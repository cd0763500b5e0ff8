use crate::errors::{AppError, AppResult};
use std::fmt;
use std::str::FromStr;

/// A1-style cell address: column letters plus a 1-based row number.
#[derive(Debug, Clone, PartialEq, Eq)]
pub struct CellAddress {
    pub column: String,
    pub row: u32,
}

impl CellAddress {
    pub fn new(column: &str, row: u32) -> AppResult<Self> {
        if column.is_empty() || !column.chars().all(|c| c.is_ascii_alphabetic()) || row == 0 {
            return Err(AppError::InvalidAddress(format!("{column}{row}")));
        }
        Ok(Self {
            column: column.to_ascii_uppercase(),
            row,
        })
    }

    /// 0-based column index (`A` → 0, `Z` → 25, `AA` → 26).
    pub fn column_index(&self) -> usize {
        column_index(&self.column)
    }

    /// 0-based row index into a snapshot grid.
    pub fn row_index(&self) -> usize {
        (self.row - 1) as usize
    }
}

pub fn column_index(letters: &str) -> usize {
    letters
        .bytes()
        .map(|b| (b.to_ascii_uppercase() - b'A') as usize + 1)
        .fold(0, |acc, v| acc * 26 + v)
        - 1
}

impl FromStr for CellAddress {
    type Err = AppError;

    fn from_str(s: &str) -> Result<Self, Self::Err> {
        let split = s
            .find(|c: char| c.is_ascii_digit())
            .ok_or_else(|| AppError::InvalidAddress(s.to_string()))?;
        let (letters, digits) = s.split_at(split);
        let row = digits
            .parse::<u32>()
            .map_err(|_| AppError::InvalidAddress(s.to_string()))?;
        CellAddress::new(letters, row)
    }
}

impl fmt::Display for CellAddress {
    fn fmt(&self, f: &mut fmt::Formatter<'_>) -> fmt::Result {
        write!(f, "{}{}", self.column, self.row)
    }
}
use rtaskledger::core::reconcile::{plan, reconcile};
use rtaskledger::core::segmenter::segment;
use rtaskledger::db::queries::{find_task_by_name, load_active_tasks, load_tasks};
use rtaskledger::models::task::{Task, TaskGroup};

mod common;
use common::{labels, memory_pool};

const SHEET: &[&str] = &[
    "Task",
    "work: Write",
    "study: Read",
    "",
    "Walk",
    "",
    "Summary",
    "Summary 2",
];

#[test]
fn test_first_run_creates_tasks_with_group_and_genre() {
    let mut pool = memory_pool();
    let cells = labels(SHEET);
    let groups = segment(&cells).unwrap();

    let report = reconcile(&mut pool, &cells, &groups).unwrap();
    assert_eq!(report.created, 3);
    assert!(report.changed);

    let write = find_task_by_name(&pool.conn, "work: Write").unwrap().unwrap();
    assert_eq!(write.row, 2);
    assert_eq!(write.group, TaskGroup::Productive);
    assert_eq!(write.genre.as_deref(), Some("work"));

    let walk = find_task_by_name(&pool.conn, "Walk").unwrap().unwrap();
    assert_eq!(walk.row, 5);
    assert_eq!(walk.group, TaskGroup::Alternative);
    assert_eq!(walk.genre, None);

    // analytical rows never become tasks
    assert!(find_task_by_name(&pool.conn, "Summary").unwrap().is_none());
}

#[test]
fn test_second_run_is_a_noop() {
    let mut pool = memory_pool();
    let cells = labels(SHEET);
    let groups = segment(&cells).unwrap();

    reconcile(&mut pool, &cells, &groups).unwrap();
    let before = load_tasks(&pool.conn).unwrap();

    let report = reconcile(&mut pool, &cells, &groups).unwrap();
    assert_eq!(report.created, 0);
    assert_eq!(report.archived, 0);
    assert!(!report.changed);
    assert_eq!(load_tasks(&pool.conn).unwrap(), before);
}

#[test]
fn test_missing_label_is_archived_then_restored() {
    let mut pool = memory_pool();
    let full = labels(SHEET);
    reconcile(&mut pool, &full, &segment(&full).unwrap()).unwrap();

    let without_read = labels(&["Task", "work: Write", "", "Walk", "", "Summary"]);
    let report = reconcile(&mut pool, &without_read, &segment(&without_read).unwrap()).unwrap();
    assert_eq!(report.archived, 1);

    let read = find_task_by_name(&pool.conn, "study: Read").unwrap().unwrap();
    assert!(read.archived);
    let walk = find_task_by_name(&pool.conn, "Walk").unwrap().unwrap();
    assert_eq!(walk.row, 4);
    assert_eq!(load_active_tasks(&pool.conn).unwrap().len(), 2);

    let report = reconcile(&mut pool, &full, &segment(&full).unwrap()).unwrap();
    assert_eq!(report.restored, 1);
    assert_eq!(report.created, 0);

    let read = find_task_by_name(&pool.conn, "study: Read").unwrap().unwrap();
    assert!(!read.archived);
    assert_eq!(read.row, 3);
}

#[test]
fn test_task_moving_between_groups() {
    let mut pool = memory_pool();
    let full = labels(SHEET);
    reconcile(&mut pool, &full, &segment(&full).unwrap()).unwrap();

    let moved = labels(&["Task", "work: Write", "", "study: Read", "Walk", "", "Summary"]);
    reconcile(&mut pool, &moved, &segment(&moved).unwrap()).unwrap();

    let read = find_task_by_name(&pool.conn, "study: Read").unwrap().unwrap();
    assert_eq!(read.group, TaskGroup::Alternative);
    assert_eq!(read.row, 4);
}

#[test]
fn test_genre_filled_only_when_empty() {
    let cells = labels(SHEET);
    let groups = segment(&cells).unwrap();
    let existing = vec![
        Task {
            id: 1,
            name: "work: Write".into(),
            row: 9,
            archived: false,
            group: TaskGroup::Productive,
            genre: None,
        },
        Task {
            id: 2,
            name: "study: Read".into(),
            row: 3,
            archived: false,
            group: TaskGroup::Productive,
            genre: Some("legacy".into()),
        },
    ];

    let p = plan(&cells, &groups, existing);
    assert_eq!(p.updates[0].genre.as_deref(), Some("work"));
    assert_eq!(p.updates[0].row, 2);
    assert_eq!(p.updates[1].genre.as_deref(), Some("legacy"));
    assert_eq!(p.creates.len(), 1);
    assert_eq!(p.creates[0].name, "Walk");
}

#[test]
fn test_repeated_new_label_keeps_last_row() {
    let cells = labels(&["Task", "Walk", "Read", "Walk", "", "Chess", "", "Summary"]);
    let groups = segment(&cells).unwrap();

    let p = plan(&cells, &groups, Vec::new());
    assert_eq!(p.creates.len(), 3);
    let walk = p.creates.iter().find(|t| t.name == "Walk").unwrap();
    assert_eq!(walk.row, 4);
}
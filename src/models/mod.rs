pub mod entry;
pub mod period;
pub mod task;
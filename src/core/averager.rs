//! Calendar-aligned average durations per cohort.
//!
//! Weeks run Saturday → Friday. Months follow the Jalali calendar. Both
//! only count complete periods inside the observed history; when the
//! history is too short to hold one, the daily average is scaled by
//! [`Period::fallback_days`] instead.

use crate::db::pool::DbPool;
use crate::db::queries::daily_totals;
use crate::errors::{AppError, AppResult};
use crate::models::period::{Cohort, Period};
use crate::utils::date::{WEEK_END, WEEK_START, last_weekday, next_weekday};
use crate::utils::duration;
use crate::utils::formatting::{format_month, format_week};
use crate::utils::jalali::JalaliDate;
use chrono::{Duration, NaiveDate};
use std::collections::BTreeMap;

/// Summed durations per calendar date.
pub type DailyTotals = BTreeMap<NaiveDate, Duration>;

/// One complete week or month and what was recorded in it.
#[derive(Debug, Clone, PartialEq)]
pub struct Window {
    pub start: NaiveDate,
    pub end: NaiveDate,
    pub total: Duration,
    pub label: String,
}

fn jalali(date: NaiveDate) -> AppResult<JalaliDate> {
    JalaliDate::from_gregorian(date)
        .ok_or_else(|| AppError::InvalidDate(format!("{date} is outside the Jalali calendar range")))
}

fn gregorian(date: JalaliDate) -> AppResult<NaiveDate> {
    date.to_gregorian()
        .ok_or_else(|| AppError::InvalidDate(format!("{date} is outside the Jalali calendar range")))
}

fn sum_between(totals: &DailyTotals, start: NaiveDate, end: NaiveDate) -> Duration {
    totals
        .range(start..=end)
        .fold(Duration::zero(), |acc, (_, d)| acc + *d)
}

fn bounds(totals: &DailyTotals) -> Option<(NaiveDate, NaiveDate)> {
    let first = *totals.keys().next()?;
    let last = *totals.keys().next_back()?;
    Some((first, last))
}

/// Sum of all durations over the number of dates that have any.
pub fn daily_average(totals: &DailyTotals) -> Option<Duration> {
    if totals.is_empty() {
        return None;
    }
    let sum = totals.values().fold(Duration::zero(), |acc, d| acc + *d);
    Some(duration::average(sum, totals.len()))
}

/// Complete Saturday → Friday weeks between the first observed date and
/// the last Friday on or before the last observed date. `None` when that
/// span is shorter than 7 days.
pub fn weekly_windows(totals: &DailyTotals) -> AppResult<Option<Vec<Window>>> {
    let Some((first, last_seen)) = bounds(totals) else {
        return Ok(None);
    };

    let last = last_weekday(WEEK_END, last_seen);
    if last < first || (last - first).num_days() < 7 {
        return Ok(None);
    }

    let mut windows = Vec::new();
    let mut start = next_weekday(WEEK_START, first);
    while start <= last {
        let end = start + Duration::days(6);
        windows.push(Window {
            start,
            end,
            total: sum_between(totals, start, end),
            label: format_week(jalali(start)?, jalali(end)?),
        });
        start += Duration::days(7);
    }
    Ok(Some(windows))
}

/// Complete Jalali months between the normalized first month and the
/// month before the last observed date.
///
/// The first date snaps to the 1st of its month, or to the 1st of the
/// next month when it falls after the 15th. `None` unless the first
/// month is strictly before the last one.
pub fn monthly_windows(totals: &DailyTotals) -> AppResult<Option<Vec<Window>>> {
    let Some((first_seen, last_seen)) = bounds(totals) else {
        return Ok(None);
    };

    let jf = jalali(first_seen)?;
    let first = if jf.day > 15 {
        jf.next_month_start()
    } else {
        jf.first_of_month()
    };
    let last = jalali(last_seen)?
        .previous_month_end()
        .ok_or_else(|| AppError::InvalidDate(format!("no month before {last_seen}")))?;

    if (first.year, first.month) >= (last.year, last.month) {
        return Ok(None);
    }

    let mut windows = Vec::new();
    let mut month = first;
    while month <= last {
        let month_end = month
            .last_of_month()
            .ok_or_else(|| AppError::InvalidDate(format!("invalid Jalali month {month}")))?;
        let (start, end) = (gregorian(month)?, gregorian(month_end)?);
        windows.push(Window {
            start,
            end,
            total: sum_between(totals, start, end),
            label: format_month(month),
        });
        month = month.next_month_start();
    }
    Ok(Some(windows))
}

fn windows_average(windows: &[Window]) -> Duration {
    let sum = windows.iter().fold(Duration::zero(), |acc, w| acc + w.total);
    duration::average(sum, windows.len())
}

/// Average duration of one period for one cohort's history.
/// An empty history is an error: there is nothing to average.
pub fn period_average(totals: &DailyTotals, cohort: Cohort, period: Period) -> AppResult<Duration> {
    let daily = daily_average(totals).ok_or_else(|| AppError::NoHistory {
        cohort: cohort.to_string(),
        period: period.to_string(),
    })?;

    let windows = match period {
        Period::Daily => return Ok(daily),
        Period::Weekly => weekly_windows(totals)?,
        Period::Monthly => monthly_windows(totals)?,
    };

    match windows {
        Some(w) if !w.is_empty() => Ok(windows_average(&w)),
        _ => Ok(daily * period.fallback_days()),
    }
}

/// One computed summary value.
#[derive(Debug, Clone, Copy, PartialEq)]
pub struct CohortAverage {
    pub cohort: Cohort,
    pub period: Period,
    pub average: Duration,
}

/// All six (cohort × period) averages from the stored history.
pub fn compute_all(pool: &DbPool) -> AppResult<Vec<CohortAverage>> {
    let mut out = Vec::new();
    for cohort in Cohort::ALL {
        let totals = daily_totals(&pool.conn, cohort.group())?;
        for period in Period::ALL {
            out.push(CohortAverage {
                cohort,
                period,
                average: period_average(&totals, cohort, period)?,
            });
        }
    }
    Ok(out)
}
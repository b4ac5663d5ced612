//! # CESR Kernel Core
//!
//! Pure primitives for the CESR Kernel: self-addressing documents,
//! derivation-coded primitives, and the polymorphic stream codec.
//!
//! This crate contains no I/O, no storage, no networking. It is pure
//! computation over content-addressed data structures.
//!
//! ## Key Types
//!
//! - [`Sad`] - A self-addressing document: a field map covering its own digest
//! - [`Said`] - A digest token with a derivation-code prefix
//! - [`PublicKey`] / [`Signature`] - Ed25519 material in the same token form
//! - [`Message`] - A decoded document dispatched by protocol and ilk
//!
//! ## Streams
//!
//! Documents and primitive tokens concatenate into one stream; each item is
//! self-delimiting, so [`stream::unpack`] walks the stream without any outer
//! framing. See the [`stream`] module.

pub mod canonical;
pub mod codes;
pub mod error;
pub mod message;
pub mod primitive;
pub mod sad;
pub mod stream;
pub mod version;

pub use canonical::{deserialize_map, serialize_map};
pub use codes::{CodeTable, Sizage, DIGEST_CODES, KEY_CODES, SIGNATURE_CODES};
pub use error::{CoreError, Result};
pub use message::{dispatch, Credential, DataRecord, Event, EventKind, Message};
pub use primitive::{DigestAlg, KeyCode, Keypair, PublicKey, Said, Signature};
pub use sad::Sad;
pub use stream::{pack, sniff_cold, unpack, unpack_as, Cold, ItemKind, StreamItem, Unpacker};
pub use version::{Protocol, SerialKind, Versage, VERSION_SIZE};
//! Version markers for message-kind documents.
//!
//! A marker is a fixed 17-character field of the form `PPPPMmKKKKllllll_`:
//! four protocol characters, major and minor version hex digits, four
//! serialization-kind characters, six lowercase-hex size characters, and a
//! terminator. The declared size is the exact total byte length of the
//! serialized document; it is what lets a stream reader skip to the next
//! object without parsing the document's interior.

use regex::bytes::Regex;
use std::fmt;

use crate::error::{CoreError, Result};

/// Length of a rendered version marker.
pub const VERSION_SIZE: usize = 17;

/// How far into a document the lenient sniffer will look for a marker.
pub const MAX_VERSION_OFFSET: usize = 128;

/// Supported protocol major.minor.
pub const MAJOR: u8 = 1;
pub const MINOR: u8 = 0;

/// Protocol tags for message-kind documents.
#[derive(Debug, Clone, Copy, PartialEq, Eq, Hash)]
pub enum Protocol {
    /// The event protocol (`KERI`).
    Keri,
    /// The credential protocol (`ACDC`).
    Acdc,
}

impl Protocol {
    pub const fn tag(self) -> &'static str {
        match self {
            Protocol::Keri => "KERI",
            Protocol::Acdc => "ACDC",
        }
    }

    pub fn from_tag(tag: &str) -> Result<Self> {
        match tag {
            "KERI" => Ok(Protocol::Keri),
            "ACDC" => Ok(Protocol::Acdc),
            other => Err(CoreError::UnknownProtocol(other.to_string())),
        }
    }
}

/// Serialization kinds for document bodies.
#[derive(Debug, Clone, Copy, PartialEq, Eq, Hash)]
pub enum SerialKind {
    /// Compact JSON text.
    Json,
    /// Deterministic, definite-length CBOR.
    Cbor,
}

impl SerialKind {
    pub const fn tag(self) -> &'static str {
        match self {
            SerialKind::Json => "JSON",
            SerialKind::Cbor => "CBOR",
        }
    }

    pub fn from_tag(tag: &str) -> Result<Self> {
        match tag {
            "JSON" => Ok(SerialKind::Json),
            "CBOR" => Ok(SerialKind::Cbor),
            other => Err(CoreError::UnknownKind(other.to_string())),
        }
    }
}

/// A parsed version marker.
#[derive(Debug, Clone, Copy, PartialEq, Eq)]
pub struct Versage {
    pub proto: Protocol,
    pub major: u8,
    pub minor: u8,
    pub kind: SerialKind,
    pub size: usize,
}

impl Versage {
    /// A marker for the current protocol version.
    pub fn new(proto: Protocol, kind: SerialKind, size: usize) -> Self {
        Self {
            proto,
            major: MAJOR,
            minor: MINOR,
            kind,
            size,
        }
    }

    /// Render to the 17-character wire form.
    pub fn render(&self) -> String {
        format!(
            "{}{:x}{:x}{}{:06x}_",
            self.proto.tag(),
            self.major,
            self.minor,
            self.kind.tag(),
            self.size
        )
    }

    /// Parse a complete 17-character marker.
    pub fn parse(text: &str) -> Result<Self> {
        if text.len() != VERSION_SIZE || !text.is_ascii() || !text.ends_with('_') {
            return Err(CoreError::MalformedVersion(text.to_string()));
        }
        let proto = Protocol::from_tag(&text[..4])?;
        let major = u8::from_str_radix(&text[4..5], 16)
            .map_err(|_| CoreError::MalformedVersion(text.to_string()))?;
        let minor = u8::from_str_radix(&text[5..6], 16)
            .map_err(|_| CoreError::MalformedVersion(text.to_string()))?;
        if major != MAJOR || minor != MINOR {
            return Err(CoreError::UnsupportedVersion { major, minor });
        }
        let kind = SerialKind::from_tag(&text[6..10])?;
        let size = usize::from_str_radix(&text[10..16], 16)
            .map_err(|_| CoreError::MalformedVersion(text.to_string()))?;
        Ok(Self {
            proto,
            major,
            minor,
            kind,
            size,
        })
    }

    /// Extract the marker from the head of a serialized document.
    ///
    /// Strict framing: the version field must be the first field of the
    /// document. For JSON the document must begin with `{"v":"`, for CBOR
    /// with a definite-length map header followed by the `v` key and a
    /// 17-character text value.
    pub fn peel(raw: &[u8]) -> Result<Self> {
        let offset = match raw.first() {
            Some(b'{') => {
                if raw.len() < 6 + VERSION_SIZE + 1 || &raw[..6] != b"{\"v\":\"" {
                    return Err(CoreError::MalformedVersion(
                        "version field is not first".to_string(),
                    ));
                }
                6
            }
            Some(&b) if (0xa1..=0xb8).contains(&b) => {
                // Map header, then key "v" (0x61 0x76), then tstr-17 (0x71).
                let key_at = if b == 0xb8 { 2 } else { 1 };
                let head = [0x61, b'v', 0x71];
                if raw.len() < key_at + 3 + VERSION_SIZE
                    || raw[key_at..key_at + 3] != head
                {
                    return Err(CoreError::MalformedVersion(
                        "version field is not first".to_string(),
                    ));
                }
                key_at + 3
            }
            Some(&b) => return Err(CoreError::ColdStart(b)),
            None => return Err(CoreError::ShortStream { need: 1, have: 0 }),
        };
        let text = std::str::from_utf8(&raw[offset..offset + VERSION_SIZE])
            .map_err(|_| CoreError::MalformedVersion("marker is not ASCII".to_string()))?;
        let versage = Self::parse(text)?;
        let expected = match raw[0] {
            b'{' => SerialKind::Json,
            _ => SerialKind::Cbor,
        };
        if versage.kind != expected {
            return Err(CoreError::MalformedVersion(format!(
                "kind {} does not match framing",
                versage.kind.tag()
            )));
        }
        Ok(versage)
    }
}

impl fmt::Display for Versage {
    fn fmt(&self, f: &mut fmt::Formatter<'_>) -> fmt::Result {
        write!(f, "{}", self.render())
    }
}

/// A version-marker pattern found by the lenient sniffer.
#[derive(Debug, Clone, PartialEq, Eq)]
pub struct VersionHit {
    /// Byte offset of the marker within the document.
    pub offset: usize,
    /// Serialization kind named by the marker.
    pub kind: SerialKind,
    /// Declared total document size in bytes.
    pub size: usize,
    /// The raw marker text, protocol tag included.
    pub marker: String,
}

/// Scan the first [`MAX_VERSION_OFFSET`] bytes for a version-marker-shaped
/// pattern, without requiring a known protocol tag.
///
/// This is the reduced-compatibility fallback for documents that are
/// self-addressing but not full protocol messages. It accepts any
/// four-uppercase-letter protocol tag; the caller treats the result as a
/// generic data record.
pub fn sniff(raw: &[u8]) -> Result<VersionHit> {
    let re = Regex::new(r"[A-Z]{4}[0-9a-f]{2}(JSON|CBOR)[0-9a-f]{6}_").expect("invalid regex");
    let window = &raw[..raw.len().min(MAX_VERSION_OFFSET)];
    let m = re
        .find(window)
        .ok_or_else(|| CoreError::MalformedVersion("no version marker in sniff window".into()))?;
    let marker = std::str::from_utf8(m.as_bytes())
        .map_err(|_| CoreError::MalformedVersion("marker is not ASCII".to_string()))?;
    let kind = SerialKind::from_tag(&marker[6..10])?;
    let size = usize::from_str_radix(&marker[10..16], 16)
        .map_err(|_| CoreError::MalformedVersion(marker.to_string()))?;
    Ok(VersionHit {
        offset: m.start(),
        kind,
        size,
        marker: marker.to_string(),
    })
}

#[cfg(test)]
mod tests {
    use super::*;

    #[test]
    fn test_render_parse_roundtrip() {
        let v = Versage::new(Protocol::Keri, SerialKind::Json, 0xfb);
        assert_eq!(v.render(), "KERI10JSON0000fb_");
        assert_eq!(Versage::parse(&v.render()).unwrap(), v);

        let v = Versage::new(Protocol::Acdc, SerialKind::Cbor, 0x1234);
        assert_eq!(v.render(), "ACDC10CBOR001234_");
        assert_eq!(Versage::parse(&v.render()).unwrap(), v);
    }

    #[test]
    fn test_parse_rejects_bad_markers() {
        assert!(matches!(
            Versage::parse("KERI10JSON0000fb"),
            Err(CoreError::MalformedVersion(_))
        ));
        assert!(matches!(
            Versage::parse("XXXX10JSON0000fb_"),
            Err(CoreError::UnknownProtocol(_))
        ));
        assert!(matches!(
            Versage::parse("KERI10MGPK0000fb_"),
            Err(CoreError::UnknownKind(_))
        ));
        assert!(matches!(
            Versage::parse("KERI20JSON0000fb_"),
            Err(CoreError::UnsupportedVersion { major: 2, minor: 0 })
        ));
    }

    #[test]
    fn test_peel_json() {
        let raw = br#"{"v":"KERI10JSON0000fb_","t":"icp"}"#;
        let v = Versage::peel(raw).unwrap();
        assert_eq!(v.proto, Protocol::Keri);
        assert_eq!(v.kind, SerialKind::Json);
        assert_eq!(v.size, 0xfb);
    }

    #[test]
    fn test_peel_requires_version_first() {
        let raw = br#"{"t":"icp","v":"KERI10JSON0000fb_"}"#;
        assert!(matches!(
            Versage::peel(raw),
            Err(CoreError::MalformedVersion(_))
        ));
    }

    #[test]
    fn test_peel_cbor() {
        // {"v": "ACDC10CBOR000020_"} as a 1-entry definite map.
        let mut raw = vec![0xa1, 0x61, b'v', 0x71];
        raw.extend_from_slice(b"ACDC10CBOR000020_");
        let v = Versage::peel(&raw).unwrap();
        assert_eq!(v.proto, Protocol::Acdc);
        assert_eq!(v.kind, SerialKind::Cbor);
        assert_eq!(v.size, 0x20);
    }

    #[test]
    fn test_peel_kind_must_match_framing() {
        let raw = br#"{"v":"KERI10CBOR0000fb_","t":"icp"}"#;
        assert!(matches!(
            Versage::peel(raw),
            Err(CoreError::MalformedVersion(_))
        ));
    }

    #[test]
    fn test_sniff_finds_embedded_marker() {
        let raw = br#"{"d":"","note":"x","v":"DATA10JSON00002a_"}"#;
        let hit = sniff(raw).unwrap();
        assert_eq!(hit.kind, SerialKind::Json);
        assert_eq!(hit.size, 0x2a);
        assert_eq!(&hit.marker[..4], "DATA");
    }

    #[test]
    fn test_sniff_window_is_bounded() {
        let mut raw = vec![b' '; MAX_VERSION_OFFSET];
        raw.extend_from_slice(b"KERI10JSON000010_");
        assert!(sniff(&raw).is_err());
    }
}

Required work » Your answer should consist solely of the lines above from the line with "let mut month = first;" to the line with "the stored history.", both included, reproduced exactly.

Output of the task »
    let mut month = first;
    while month <= last {
        let month_end = month
            .last_of_month()
            .ok_or_else(|| AppError::InvalidDate(format!("invalid Jalali month {month}")))?;
        let (start, end) = (gregorian(month)?, gregorian(month_end)?);
        windows.push(Window {
            start,
            end,
            total: sum_between(totals, start, end),
            label: format_month(month),
        });
        month = month.next_month_start();
    }
    Ok(Some(windows))
}

fn windows_average(windows: &[Window]) -> Duration {
    let sum = windows.iter().fold(Duration::zero(), |acc, w| acc + w.total);
    duration::average(sum, windows.len())
}

/// Average duration of one period for one cohort's history.
/// An empty history is an error: there is nothing to average.
pub fn period_average(totals: &DailyTotals, cohort: Cohort, period: Period) -> AppResult<Duration> {
    let daily = daily_average(totals).ok_or_else(|| AppError::NoHistory {
        cohort: cohort.to_string(),
        period: period.to_string(),
    })?;

    let windows = match period {
        Period::Daily => return Ok(daily),
        Period::Weekly => weekly_windows(totals)?,
        Period::Monthly => monthly_windows(totals)?,
    };

    match windows {
        Some(w) if !w.is_empty() => Ok(windows_average(&w)),
        _ => Ok(daily * period.fallback_days()),
    }
}

/// One computed summary value.
#[derive(Debug, Clone, Copy, PartialEq)]
pub struct CohortAverage {
    pub cohort: Cohort,
    pub period: Period,
    pub average: Duration,
}

/// All six (cohort × period) averages from the stored history.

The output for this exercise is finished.